Geographic Footprint: J & J Snack Foods Corp. primarily operates in the United States, with additional frozen beverage sales and distribution in Mexico and Canada. The Company also leases smaller warehouse and distribution facilities in Australia and China.
- United States Revenue: $1,513.6 million (95.6% of total revenue) in fiscal 2025.
- Other Countries Revenue: $69.6 million (4.4% of total revenue) in fiscal 2025.
- United States Assets: $1,302.4 million (94.3% of total assets) as of September 27, 2025.
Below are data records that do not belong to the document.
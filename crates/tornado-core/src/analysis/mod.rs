//! # Analysis Module
//!
//! The inference passes that turn assembled molecules into annotated structures.
//!
//! Passes run in a fixed order on each molecule:
//!
//! 1. **Dictionary and linkage bonds** ([`linkage`]) - bonds known by atom name
//! 2. **Distance bonds** ([`bonds`]) - bonds inferred from element radii
//! 3. **Base pairs** ([`base_pairs`]) - plane and contact tests on nucleotide bases
//! 4. **Duplexes** ([`duplex`]) - single-linkage clustering of base pairs
//! 5. **Helix geometry** ([`helix`]) - axis, enclosing cylinder and residue wedges
//!
//! Every threshold lives in [`config::AnalysisConfig`]. A failure on one residue,
//! base pair or duplex is logged and skipped; it never aborts the rest of the
//! structure.

pub mod base_pairs;
pub mod bonds;
pub mod config;
pub mod duplex;
pub mod error;
pub mod helix;
pub mod linkage;
pub mod progress;
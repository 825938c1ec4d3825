use std::path::PathBuf;
use thiserror::Error;
use tornado::analysis::config::ConfigError;
use tornado::analysis::error::AnalysisError;
use tornado::core::io::records::RecordError;
use tornado::core::topology::registry::RegistryLoadError;

pub type Result<T> = std::result::Result<T, CliError>;

#[derive(Debug, Error)]
pub enum CliError {
    #[error(transparent)]
    Analysis(#[from] AnalysisError),

    #[error("Configuration error: {0}")]
    Config(#[from] ConfigError),

    #[error("Residue alias error: {0}")]
    Aliases(#[from] RegistryLoadError),

    #[error("Failed to read atom records from '{path}': {source}", path = path.display())]
    FileParsing {
        path: PathBuf,
        #[source]
        source: RecordError,
    },

    #[error("Failed to serialize configuration: {0}")]
    Serialize(#[from] toml::ser::Error),

    #[error("Failed to install logger: {0}")]
    Logging(#[from] tracing_subscriber::util::TryInitError),

    #[error("I/O error: {0}")]
    Io(#[from] std::io::Error),
}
- Other Countries Assets: $79.1 million (5.7% of total assets) as of September 27, 2025.
Financial Performance
Revenue Analysis
| Metric | Current Year (FY2025) | Prior Year (FY2024) | Change |
|---|---|---|---|
| Total Revenue | $1,583.2 million | $1,574.8 million | +0.5% |
| Gross Profit | $469.9 million | $486.1 million | -3.3% |
| Operating Income | $84.3 million | $117.5 million | -28.3% |
| Net Income | $65.6 million | $86.6 million | -24.2% |
Profitability Metrics (FY2025):
- Gross Margin: 29.7% (down from 30.9% in FY2024)
- Operating Margin: 5.3% (down from 7.5% in FY2024)
- Net Margin: 4.1% (down from 5.5% in FY2024)
Investment in Growth (FY2025):
- R&D Expenditure: $1.4 million (0.1% of revenue)
- Capital Expenditures: $82.9 million
- Strategic Investments: Project Apollo initiatives (including plant consolidation and optimization), and the acquisition of the Thinsters cookie business for $7.0 million in fiscal 2024.
Business Segment Analysis
Food Service
Financial Performance (FY2025):
- Revenue: $1,001.4 million (+1.6% YoY)
- Operating Income: $64.8 million (-12.7% YoY)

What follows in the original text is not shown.